(Stored items)
= = =
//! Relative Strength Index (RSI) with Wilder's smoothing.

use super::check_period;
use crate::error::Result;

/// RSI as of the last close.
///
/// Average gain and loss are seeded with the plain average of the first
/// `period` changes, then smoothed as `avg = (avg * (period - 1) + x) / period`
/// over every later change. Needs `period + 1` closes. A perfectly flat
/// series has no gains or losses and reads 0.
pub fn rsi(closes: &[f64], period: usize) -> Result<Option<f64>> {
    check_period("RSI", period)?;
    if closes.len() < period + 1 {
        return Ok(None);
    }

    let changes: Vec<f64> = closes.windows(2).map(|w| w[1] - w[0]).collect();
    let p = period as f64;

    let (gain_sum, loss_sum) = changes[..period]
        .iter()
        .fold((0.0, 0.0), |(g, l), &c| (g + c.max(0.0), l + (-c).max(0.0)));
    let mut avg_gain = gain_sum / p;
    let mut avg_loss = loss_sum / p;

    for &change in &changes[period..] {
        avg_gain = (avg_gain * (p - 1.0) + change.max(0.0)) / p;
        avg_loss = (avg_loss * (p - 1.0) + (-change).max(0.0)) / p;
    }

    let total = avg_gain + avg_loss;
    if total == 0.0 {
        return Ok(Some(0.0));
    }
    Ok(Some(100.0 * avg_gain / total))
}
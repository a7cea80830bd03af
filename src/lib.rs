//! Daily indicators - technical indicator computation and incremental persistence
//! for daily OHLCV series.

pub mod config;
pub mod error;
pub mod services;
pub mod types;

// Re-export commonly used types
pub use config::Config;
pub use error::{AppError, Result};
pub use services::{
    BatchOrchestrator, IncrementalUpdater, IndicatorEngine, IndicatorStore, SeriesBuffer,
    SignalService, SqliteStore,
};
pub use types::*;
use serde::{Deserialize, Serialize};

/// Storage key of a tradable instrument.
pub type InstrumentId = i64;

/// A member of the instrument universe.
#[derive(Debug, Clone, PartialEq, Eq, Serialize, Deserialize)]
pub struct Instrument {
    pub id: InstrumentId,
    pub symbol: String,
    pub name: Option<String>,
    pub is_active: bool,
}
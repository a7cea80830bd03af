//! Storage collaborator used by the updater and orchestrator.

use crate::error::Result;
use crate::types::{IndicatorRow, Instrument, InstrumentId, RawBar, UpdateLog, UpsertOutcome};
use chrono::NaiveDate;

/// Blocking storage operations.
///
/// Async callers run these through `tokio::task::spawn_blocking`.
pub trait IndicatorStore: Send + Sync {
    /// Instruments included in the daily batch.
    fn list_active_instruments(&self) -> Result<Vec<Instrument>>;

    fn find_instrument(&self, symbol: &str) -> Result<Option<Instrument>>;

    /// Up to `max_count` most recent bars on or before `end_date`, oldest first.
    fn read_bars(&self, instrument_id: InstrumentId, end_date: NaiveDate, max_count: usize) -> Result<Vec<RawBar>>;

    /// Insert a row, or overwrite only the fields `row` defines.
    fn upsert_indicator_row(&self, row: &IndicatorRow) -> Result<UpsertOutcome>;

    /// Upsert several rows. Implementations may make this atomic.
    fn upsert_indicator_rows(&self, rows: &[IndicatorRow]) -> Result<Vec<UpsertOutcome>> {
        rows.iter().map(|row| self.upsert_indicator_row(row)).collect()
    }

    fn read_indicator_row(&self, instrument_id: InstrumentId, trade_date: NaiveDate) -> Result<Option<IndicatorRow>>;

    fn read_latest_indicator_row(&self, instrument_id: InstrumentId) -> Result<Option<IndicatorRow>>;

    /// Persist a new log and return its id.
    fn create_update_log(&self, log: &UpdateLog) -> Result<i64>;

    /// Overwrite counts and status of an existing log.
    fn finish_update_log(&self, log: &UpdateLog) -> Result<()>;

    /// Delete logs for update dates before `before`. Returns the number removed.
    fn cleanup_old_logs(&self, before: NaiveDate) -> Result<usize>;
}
= = =
Try it: Show every line from the entries that includes the word "Some".

Reply to the task:
        return Ok(Some(0.0));
    Ok(Some(100.0 * avg_gain / total))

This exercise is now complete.